Who was Humphrey Belt?



            Due to time constraints this report is about one aspect only of the search for the origins of Humphrey Belt.  It deals exclusively with information obtained from The Royal College of Arms in London, England, formerly known as the College of Heralds and the developments from it.  From a family history aspect the College’s credentials are impeccable – the Holy Grail of family history.
            All of the documents received from the College are at the end of this explanation of them.
            The research began originally nearly two years ago when Edward asked the College of Arms to examine the coat-of-arms of Colonel Joseph Belt who was the son of John and grandson of Humphrey Belt who arrived in Virginia in 1635 at the age of 20. Unfortunately, the work asked for was undertaken but left in a tray and was there when a fire broke out in the offices. It was to be nearly a year before the College found it again and Edward got an answer or two and the most intriguing mystery yet surrounding Humphrey.
            The Garter King at Arms, Thomas Woodcock, could not find a match at all for Joseph’s coat-of-arms as a Belt, but it proved to be identical to the Birkbeck coat-of-arms.  Woodcock also looked into the myths and legends surrounding the Yorkshire Belt coats-of-arms. There is one and one only and that is the coat-of-arms designed initially for Sir William Belt. When his brother Sir Robert Belt was knighted, he shared the same design as his brother. Their father never had a coat-of-arms because he was never knighted. This means a reference to this knighthood in the York archives, in their official records, is wrong. It never happened.  Interestingly, the reference says there were two together knighted, one being Leonard Belt. Such elaborate lies; clearly something was happening, but not what they wanted people to believe.

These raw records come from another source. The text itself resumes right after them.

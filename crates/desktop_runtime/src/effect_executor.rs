//! Runtime effect-queue executor for reducer-emitted side effects.

use leptos::*;

use crate::runtime_context::DesktopRuntimeContext;

/// Installs the effect executor that drains reducer-emitted runtime effects in order.
pub fn install(runtime: DesktopRuntimeContext) {
    // The queue is cleared before the drain so effects dispatched by a running effect land in a
    // fresh batch.
    create_effect(move |_| {
        let queued = runtime.effects.get();
        if queued.is_empty() {
            return;
        }

        runtime.effects.set(Vec::new());

        for effect in queued {
            runtime.host.get_value().run_runtime_effect(runtime, effect);
        }
    });
}
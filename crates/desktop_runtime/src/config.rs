//! Desktop configuration: window catalog, timings, and layout policy.
//!
//! The shipped values come from `desktop.toml`, validated by `build.rs` and embedded as JSON.

use leptos::logging;
use serde::Deserialize;
use thiserror::Error;

use crate::model::{WindowKind, WindowRect, WindowType};

include!(concat!(env!("OUT_DIR"), "/desktop_config_generated.rs"));

/// Window type rendered as a browser window when the catalog has no entry for it.
pub const BROWSER_WINDOW_TYPE: &str = "about";

#[derive(Debug, Error, Clone, PartialEq, Eq)]
/// Errors raised while loading the desktop configuration.
pub enum ConfigError {
    /// The embedded JSON payload did not match the configuration schema.
    #[error("desktop config parse failed: {0}")]
    Parse(String),
    /// The payload parsed but carried an unsupported schema version.
    #[error("unsupported desktop config schema version {0}")]
    SchemaVersion(u32),
}

#[derive(Debug, Clone, Copy, PartialEq, Eq, Deserialize)]
#[serde(rename_all = "snake_case")]
/// Catalog-level window kind.
pub enum CatalogWindowKind {
    /// Plain window embedding its page.
    Basic,
    /// Window with a navigation bar above the embedded page.
    Browser,
}

#[derive(Debug, Clone, PartialEq, Eq, Deserialize)]
/// One desktop shortcut / window type.
pub struct WindowCatalogEntry {
    pub window_type: String,
    pub title: String,
    pub kind: CatalogWindowKind,
    pub icon: String,
    pub show_on_desktop: bool,
}

#[derive(Debug, Clone, Copy, PartialEq, Eq, Deserialize)]
/// Durations (milliseconds) for timers and window transitions.
pub struct TimingConfig {
    pub click_disambiguation_ms: u32,
    pub control_debounce_ms: u32,
    pub open_ms: u32,
    pub close_ms: u32,
    pub minimize_ms: u32,
    pub restore_ms: u32,
    pub maximize_ms: u32,
}

impl Default for TimingConfig {
    fn default() -> Self {
        Self {
            click_disambiguation_ms: 300,
            control_debounce_ms: 100,
            open_ms: 300,
            close_ms: 200,
            minimize_ms: 300,
            restore_ms: 300,
            maximize_ms: 250,
        }
    }
}

#[derive(Debug, Clone, Copy, PartialEq, Deserialize)]
/// Initial window size as a clamped fraction of the desktop viewport.
pub struct SizePolicy {
    pub width_fraction: f64,
    pub min_width: i32,
    pub max_width: i32,
    pub height_fraction: f64,
    pub min_height: i32,
    pub max_height: i32,
}

impl SizePolicy {
    /// Returns `(width, height)` for a viewport of `viewport_w × viewport_h`.
    pub fn initial_size(&self, viewport_w: i32, viewport_h: i32) -> (i32, i32) {
        let w = (f64::from(viewport_w) * self.width_fraction).round() as i32;
        let h = (f64::from(viewport_h) * self.height_fraction).round() as i32;
        (
            w.clamp(self.min_width, self.max_width),
            h.clamp(self.min_height, self.max_height),
        )
    }
}

#[derive(Debug, Clone, Copy, PartialEq, Deserialize)]
/// Placement and sizing rules for new windows.
pub struct LayoutConfig {
    pub origin_x: i32,
    pub origin_y: i32,
    pub cascade_step: i32,
    pub min_width: i32,
    pub min_height: i32,
    pub basic: SizePolicy,
    pub browser: SizePolicy,
}

impl Default for LayoutConfig {
    fn default() -> Self {
        Self {
            origin_x: 100,
            origin_y: 80,
            cascade_step: 30,
            min_width: 350,
            min_height: 250,
            basic: SizePolicy {
                width_fraction: 0.4,
                min_width: 350,
                max_width: 600,
                height_fraction: 0.5,
                min_height: 250,
                max_height: 400,
            },
            browser: SizePolicy {
                width_fraction: 0.6,
                min_width: 500,
                max_width: 800,
                height_fraction: 0.7,
                min_height: 400,
                max_height: 600,
            },
        }
    }
}

impl LayoutConfig {
    /// Computes the initial rect for the `open_count + 1`-th window of the given kind.
    pub fn initial_rect(
        &self,
        kind: CatalogWindowKind,
        viewport: WindowRect,
        open_count: usize,
    ) -> WindowRect {
        let policy = match kind {
            CatalogWindowKind::Basic => &self.basic,
            CatalogWindowKind::Browser => &self.browser,
        };
        let (w, h) = policy.initial_size(viewport.w, viewport.h);
        let offset = self.cascade_step * open_count as i32;
        WindowRect {
            x: self.origin_x + offset,
            y: self.origin_y + offset,
            w,
            h,
        }
    }
}

#[derive(Debug, Clone, PartialEq, Deserialize)]
/// Full desktop configuration.
pub struct DesktopConfig {
    pub schema_version: u32,
    pub content_base_url: String,
    pub timings: TimingConfig,
    pub layout: LayoutConfig,
    pub windows: Vec<WindowCatalogEntry>,
}

impl Default for DesktopConfig {
    fn default() -> Self {
        let entry = |window_type: &str, title: &str, kind| WindowCatalogEntry {
            window_type: window_type.to_string(),
            title: title.to_string(),
            kind,
            icon: format!("icons/{window_type}.png"),
            show_on_desktop: true,
        };
        Self {
            schema_version: 1,
            content_base_url: "https://pages.portfolio.dev".to_string(),
            timings: TimingConfig::default(),
            layout: LayoutConfig::default(),
            windows: vec![
                entry("about", "About Me", CatalogWindowKind::Browser),
                entry("projects", "Projects", CatalogWindowKind::Basic),
                entry("experience", "Experience", CatalogWindowKind::Basic),
                entry("music", "Music Player", CatalogWindowKind::Basic),
                entry("contact", "Contact", CatalogWindowKind::Basic),
            ],
        }
    }
}

/// Resolved presentation for one window type.
#[derive(Debug, Clone, PartialEq)]
pub struct WindowPresentation {
    pub title: String,
    pub catalog_kind: CatalogWindowKind,
    pub content_url: String,
}

impl DesktopConfig {
    /// Parses a configuration JSON payload.
    ///
    /// # Errors
    ///
    /// Returns [`ConfigError`] when the payload is malformed or uses another schema version.
    pub fn from_json(raw: &str) -> Result<Self, ConfigError> {
        let config: Self =
            serde_json::from_str(raw).map_err(|err| ConfigError::Parse(err.to_string()))?;
        if config.schema_version != 1 {
            return Err(ConfigError::SchemaVersion(config.schema_version));
        }
        Ok(config)
    }

    /// Loads the build-time embedded configuration, falling back to defaults on error.
    pub fn load() -> Self {
        match Self::from_json(DESKTOP_CONFIG_JSON) {
            Ok(config) => config,
            Err(err) => {
                logging::warn!("{err}; using built-in desktop defaults");
                Self::default()
            }
        }
    }

    /// Looks up the catalog entry for a window type.
    pub fn catalog_entry(&self, window_type: &WindowType) -> Option<&WindowCatalogEntry> {
        self.windows
            .iter()
            .find(|entry| entry.window_type == window_type.as_str())
    }

    /// Returns the remote page embedded by windows of this type.
    pub fn content_url(&self, window_type: &WindowType) -> String {
        format!(
            "{}/{}",
            self.content_base_url.trim_end_matches('/'),
            window_type.as_str()
        )
    }

    /// Resolves title, kind, and content URL; unknown types fall back to an uppercased title.
    pub fn presentation(&self, window_type: &WindowType) -> WindowPresentation {
        let (title, catalog_kind) = match self.catalog_entry(window_type) {
            Some(entry) => (entry.title.clone(), entry.kind),
            None if window_type.as_str() == BROWSER_WINDOW_TYPE => (
                window_type.as_str().to_uppercase(),
                CatalogWindowKind::Browser,
            ),
            None => (
                window_type.as_str().to_uppercase(),
                CatalogWindowKind::Basic,
            ),
        };
        WindowPresentation {
            title,
            catalog_kind,
            content_url: self.content_url(window_type),
        }
    }

    /// Builds the runtime [`WindowKind`] for a resolved presentation.
    pub fn window_kind(&self, presentation: &WindowPresentation) -> WindowKind {
        match presentation.catalog_kind {
            CatalogWindowKind::Basic => WindowKind::Basic,
            CatalogWindowKind::Browser => {
                WindowKind::Browser(crate::model::BrowserNavState::new(
                    presentation.content_url.clone(),
                ))
            }
        }
    }
}
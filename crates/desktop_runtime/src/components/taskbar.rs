use super::*;
use crate::{host::LAUNCHER_BUTTON_DOM_ID, model::WindowId, taskbar::TaskbarButtonState};

#[component]
pub(super) fn Taskbar() -> impl IntoView {
    let runtime = use_desktop_runtime();
    let state = runtime.state;

    view! {
        <footer class="taskbar" role="toolbar" aria-label="Taskbar">
            <button id=LAUNCHER_BUTTON_DOM_ID class="taskbar-launcher" aria-label="Start">
                <span class="taskbar-launcher-glyph" aria-hidden="true"></span>
            </button>
            <div class="taskbar-windows">
                <For
                    each=move || state.get().taskbar.buttons().to_vec()
                    key=|button| button.window_id.0
                    let:button
                >
                    <TaskbarWindowButton window_id=button.window_id label=button.label />
                </For>
            </div>
        </footer>
    }
}

#[component]
fn TaskbarWindowButton(window_id: WindowId, label: String) -> impl IntoView {
    let runtime = use_desktop_runtime();
    let button_state = Signal::derive(move || {
        runtime
            .state
            .get()
            .taskbar
            .button(window_id)
            .map(|button| button.state)
            .unwrap_or(TaskbarButtonState::Inactive)
    });

    view! {
        <button
            id=format!("taskbar-window-button-{}", window_id.0)
            class=move || {
                let state_class = button_state.get().css_class();
                if state_class.is_empty() {
                    "taskbar-button".to_string()
                } else {
                    format!("taskbar-button {state_class}")
                }
            }
            aria-pressed=move || (button_state.get() == TaskbarButtonState::Active).to_string()
            on:click=move |_| {
                runtime.dispatch_action(DesktopAction::TaskbarClick {
                    window_id,
                    launcher_anchor: runtime.host.get_value().launcher_anchor(),
                });
            }
        >
            {label}
        </button>
    }
}
//! Per-frame audio-reactive render loop.
//!
//! The loop pulls samples from an [`AudioAnalysisSource`], reduces them to an [`AudioFrame`] and
//! hands the frame to a [`VisualScene`]. It is driven by `requestAnimationFrame` and owns no
//! desktop state, so window operations cannot stall or restart it.

#[cfg(target_arch = "wasm32")]
use leptos::logging;

/// Weight of the previous frame in the exponential smoothing of levels and bands.
pub const SMOOTHING: f32 = 0.8;

/// Source of analyser samples (a Web Audio `AnalyserNode` in the browser).
pub trait AudioAnalysisSource {
    /// Number of frequency bins produced per sample.
    fn bin_count(&self) -> usize;
    /// Fills `out` with byte frequency magnitudes.
    fn frequency_data(&mut self, out: &mut [u8]);
    /// Fills `out` with byte time-domain samples centered on 128.
    fn time_domain_data(&mut self, out: &mut [u8]);
}

/// Consumer of per-frame audio scalars.
pub trait VisualScene {
    fn render_frame(&mut self, frame: &AudioFrame);
}

#[derive(Debug, Clone, Copy, PartialEq, Default)]
pub struct AudioFrame {
    /// Seconds since the first tick.
    pub time_s: f64,
    pub level: f32,
    pub bass: f32,
    pub mid: f32,
    pub treble: f32,
    /// Largest deviation from silence in the current waveform, `0..=1`.
    pub waveform_peak: f32,
}

fn band_average(bins: &[u8]) -> f32 {
    if bins.is_empty() {
        return 0.0;
    }
    let sum: u32 = bins.iter().map(|&b| u32::from(b)).sum();
    sum as f32 / bins.len() as f32 / 255.0
}

fn waveform_peak(samples: &[u8]) -> f32 {
    samples
        .iter()
        .map(|&s| (i32::from(s) - 128).unsigned_abs() as f32 / 128.0)
        .fold(0.0, f32::max)
        .min(1.0)
}

fn smooth(previous: f32, current: f32) -> f32 {
    previous * SMOOTHING + current * (1.0 - SMOOTHING)
}

pub struct RenderLoop<A, S> {
    analysis: A,
    scene: S,
    frequency: Vec<u8>,
    waveform: Vec<u8>,
    started_at_ms: Option<f64>,
    last: AudioFrame,
}

impl<A: AudioAnalysisSource, S: VisualScene> RenderLoop<A, S> {
    pub fn new(analysis: A, scene: S) -> Self {
        Self {
            analysis,
            scene,
            frequency: Vec::new(),
            waveform: Vec::new(),
            started_at_ms: None,
            last: AudioFrame::default(),
        }
    }

    pub fn scene(&self) -> &S {
        &self.scene
    }

    /// Reads the current samples and writes the resulting frame into the scene.
    pub fn tick(&mut self, timestamp_ms: f64) -> AudioFrame {
        let bins = self.analysis.bin_count();
        self.frequency.resize(bins, 0);
        self.waveform.resize(bins * 2, 128);
        self.analysis.frequency_data(&mut self.frequency);
        self.analysis.time_domain_data(&mut self.waveform);

        let started_at = *self.started_at_ms.get_or_insert(timestamp_ms);
        let quarter = bins / 4;
        let half = bins / 2;
        let frame = AudioFrame {
            time_s: (timestamp_ms - started_at).max(0.0) / 1000.0,
            level: smooth(self.last.level, band_average(&self.frequency)),
            bass: smooth(self.last.bass, band_average(&self.frequency[..quarter])),
            mid: smooth(self.last.mid, band_average(&self.frequency[quarter..half])),
            treble: smooth(self.last.treble, band_average(&self.frequency[half..])),
            waveform_peak: waveform_peak(&self.waveform),
        };
        self.scene.render_frame(&frame);
        self.last = frame;
        frame
    }
}

/// Analysis source used when no audio graph is attached.
#[derive(Debug, Clone, Copy, Default)]
pub struct SilentAnalysis;

impl AudioAnalysisSource for SilentAnalysis {
    fn bin_count(&self) -> usize {
        0
    }

    fn frequency_data(&mut self, out: &mut [u8]) {
        out.fill(0);
    }

    fn time_domain_data(&mut self, out: &mut [u8]) {
        out.fill(128);
    }
}

/// Reads samples from a Web Audio analyser node.
///
/// Only sampled from the browser frame clock; the native loop never ticks.
pub struct WebAudioAnalysis {
    node: web_sys::AnalyserNode,
}

impl WebAudioAnalysis {
    pub fn new(node: web_sys::AnalyserNode) -> Self {
        Self { node }
    }
}

impl AudioAnalysisSource for WebAudioAnalysis {
    fn bin_count(&self) -> usize {
        self.node.frequency_bin_count() as usize
    }

    fn frequency_data(&mut self, out: &mut [u8]) {
        self.node.get_byte_frequency_data(out);
    }

    fn time_domain_data(&mut self, out: &mut [u8]) {
        self.node.get_byte_time_domain_data(out);
    }
}

/// Publishes frame scalars as CSS custom properties on one element.
#[derive(Debug, Clone, PartialEq, Eq)]
pub struct CssVariableScene {
    element_id: String,
}

impl CssVariableScene {
    pub fn new(element_id: impl Into<String>) -> Self {
        Self {
            element_id: element_id.into(),
        }
    }

    pub fn element_id(&self) -> &str {
        &self.element_id
    }

    pub fn declarations(frame: &AudioFrame) -> [(&'static str, String); 4] {
        [
            ("--audio-level", format!("{:.3}", frame.level)),
            ("--audio-bass", format!("{:.3}", frame.bass)),
            ("--audio-mid", format!("{:.3}", frame.mid)),
            ("--audio-treble", format!("{:.3}", frame.treble)),
        ]
    }
}

impl VisualScene for CssVariableScene {
    fn render_frame(&mut self, frame: &AudioFrame) {
        #[cfg(target_arch = "wasm32")]
        {
            use wasm_bindgen::JsCast;

            let Some(element) = web_sys::window()
                .and_then(|w| w.document())
                .and_then(|d| d.get_element_by_id(&self.element_id))
                .and_then(|el| el.dyn_into::<web_sys::HtmlElement>().ok())
            else {
                return;
            };
            let style = element.style();
            for (name, value) in Self::declarations(frame) {
                let _ = style.set_property(name, &value);
            }
        }

        #[cfg(not(target_arch = "wasm32"))]
        let _ = frame;
    }
}

#[cfg(target_arch = "wasm32")]
struct LoopState {
    callback: std::cell::RefCell<Option<wasm_bindgen::closure::Closure<dyn FnMut(f64)>>>,
    frame_id: std::cell::Cell<Option<i32>>,
    stopped: std::cell::Cell<bool>,
}

#[cfg(target_arch = "wasm32")]
impl LoopState {
    fn schedule(&self, window: &web_sys::Window) {
        use wasm_bindgen::JsCast;

        let callback = self.callback.borrow();
        let Some(callback) = callback.as_ref() else {
            return;
        };
        match window.request_animation_frame(callback.as_ref().unchecked_ref()) {
            Ok(id) => self.frame_id.set(Some(id)),
            Err(err) => logging::warn!("render loop frame request failed: {err:?}"),
        }
    }
}

/// Keeps an animation loop alive. Dropping the handle stops the loop.
pub struct AnimationLoopHandle {
    #[cfg(target_arch = "wasm32")]
    state: Option<std::rc::Rc<LoopState>>,
}

impl AnimationLoopHandle {
    fn inert() -> Self {
        Self {
            #[cfg(target_arch = "wasm32")]
            state: None,
        }
    }

    pub fn is_running(&self) -> bool {
        #[cfg(target_arch = "wasm32")]
        {
            self.state.as_ref().is_some_and(|s| !s.stopped.get())
        }
        #[cfg(not(target_arch = "wasm32"))]
        {
            false
        }
    }

    pub fn stop(&mut self) {
        #[cfg(target_arch = "wasm32")]
        {
            if let Some(state) = self.state.take() {
                state.stopped.set(true);
                if let (Some(id), Some(window)) = (state.frame_id.take(), web_sys::window()) {
                    let _ = window.cancel_animation_frame(id);
                }
                state.callback.borrow_mut().take();
            }
        }
    }
}

impl Drop for AnimationLoopHandle {
    fn drop(&mut self) {
        self.stop();
    }
}

/// Drives `render_loop` from `requestAnimationFrame` until the returned handle is dropped.
///
/// Outside the browser there is no frame clock and the returned handle is inert.
pub fn start_animation_loop<A, S>(render_loop: RenderLoop<A, S>) -> AnimationLoopHandle
where
    A: AudioAnalysisSource + 'static,
    S: VisualScene + 'static,
{
    #[cfg(target_arch = "wasm32")]
    {
        use std::{
            cell::{Cell, RefCell},
            rc::Rc,
        };
        use wasm_bindgen::closure::Closure;

        let Some(window) = web_sys::window() else {
            logging::warn!("render loop not started: no window");
            return AnimationLoopHandle::inert();
        };

        let state = Rc::new(LoopState {
            callback: RefCell::new(None),
            frame_id: Cell::new(None),
            stopped: Cell::new(false),
        });
        let weak = Rc::downgrade(&state);
        let frame_window = window.clone();
        let mut render_loop = render_loop;
        *state.callback.borrow_mut() = Some(Closure::wrap(Box::new(move |timestamp: f64| {
            let Some(state) = weak.upgrade() else {
                return;
            };
            if state.stopped.get() {
                return;
            }
            render_loop.tick(timestamp);
            state.schedule(&frame_window);
        }) as Box<dyn FnMut(f64)>));
        state.schedule(&window);
        logging::log!("render loop started");

        AnimationLoopHandle { state: Some(state) }
    }

    #[cfg(not(target_arch = "wasm32"))]
    {
        drop(render_loop);
        AnimationLoopHandle::inert()
    }
}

            After Edward received Woodcock’s first letter he asked me to act for him with the College and the mystery promptly got deeper.
            Discovering Joseph had the Birkbeck coat-of-arms produced a kind of sub-committee. It comprised Edward, Mary Lou, Elizabeth and I. We covered a great deal of ground which I’ll explain another time – it doesn’t immediately affect this research as such.
            Crucially important was how the knowledge of this coat-of-arms was passed down the generations. Edward had grown up with it and has proof it was extant in 1722. He is descended from Colonel Joseph. Mary Lou also knew of the coat-of-arms because it too was passed down through the generations; originating she believes with her grandmother’s generation who may have first found the coat-of-arms through the description of Virginia Dorsey Lightfoot. Lightfoot credits "Authority---The Original drawing of "The Arms of Joseph Belt, Esquire" by James  Neale Maguire, dated June 20, 1751"  published in the Baltimore Sun article in 1904.”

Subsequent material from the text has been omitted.